> **INPUT**:
━━━━━━━━━━━━━━━━━━━━━━━━━━━━━━

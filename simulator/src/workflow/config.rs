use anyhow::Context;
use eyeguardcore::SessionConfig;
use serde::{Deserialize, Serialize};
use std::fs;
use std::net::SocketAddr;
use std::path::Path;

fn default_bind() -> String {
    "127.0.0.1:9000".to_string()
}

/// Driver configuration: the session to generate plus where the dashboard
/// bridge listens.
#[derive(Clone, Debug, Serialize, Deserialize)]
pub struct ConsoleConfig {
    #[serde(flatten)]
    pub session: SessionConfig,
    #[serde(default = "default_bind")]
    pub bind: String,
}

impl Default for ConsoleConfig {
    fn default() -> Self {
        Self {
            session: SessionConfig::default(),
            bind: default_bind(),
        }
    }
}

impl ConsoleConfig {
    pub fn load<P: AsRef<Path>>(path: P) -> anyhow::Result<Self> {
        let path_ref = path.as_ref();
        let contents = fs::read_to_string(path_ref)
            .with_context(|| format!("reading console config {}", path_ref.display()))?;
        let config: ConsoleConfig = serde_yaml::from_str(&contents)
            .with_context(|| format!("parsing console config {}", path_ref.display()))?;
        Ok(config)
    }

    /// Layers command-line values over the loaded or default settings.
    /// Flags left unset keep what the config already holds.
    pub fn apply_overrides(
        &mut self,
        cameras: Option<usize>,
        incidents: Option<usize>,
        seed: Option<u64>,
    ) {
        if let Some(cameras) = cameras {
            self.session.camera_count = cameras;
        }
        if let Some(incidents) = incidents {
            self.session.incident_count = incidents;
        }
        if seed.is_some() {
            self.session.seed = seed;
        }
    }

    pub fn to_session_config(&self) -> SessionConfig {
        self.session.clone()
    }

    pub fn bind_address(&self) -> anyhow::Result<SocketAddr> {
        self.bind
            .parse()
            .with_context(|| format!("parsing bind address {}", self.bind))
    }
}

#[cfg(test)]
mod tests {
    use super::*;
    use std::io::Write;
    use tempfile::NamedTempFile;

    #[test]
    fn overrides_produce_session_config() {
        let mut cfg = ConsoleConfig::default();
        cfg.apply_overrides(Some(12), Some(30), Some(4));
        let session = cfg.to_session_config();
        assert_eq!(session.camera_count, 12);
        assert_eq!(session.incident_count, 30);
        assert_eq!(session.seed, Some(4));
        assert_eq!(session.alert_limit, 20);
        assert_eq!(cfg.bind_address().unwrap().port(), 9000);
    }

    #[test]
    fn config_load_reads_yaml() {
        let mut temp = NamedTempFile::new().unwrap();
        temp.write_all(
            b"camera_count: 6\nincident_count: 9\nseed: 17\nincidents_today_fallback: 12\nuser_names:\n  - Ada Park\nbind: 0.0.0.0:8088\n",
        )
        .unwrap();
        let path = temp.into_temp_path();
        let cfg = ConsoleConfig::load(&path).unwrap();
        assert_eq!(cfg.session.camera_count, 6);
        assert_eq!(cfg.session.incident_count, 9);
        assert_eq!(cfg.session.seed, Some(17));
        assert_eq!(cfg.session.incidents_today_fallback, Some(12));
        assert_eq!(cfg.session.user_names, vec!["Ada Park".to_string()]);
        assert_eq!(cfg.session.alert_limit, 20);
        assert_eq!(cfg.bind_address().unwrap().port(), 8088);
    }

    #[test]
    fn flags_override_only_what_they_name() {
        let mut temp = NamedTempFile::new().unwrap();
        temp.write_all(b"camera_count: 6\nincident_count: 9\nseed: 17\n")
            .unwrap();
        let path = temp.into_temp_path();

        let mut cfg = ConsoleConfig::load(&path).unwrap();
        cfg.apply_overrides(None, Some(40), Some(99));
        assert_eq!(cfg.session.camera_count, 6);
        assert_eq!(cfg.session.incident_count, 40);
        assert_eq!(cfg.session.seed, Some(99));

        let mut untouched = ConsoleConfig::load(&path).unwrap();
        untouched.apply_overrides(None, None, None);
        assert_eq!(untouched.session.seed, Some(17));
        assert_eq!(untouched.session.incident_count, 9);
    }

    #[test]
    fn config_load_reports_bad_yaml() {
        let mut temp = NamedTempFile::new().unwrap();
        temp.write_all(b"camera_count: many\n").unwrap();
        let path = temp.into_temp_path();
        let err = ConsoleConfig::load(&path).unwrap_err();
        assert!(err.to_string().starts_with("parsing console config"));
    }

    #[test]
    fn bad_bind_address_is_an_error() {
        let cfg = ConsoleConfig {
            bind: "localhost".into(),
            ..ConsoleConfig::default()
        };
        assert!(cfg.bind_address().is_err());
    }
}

━━━━━━━━━━━━━━━━━━━━━━━━━━━━━━

> **BRIEF**: In the listing above, the lines from the one containing "assert_eq!(cfg.session.incident_count, 40);" through the last line are to be returned exactly.

> **EXERCISE ANSWER**:
        assert_eq!(cfg.session.incident_count, 40);
        assert_eq!(cfg.session.seed, Some(99));

        let mut untouched = ConsoleConfig::load(&path).unwrap();
        untouched.apply_overrides(None, None, None);
        assert_eq!(untouched.session.seed, Some(17));
        assert_eq!(untouched.session.incident_count, 9);
    }

    #[test]
    fn config_load_reports_bad_yaml() {
        let mut temp = NamedTempFile::new().unwrap();
        temp.write_all(b"camera_count: many\n").unwrap();
        let path = temp.into_temp_path();
        let err = ConsoleConfig::load(&path).unwrap_err();
        assert!(err.to_string().starts_with("parsing console config"));
    }

    #[test]
    fn bad_bind_address_is_an_error() {
        let cfg = ConsoleConfig {
            bind: "localhost".into(),
            ..ConsoleConfig::default()
        };
        assert!(cfg.bind_address().is_err());
    }
}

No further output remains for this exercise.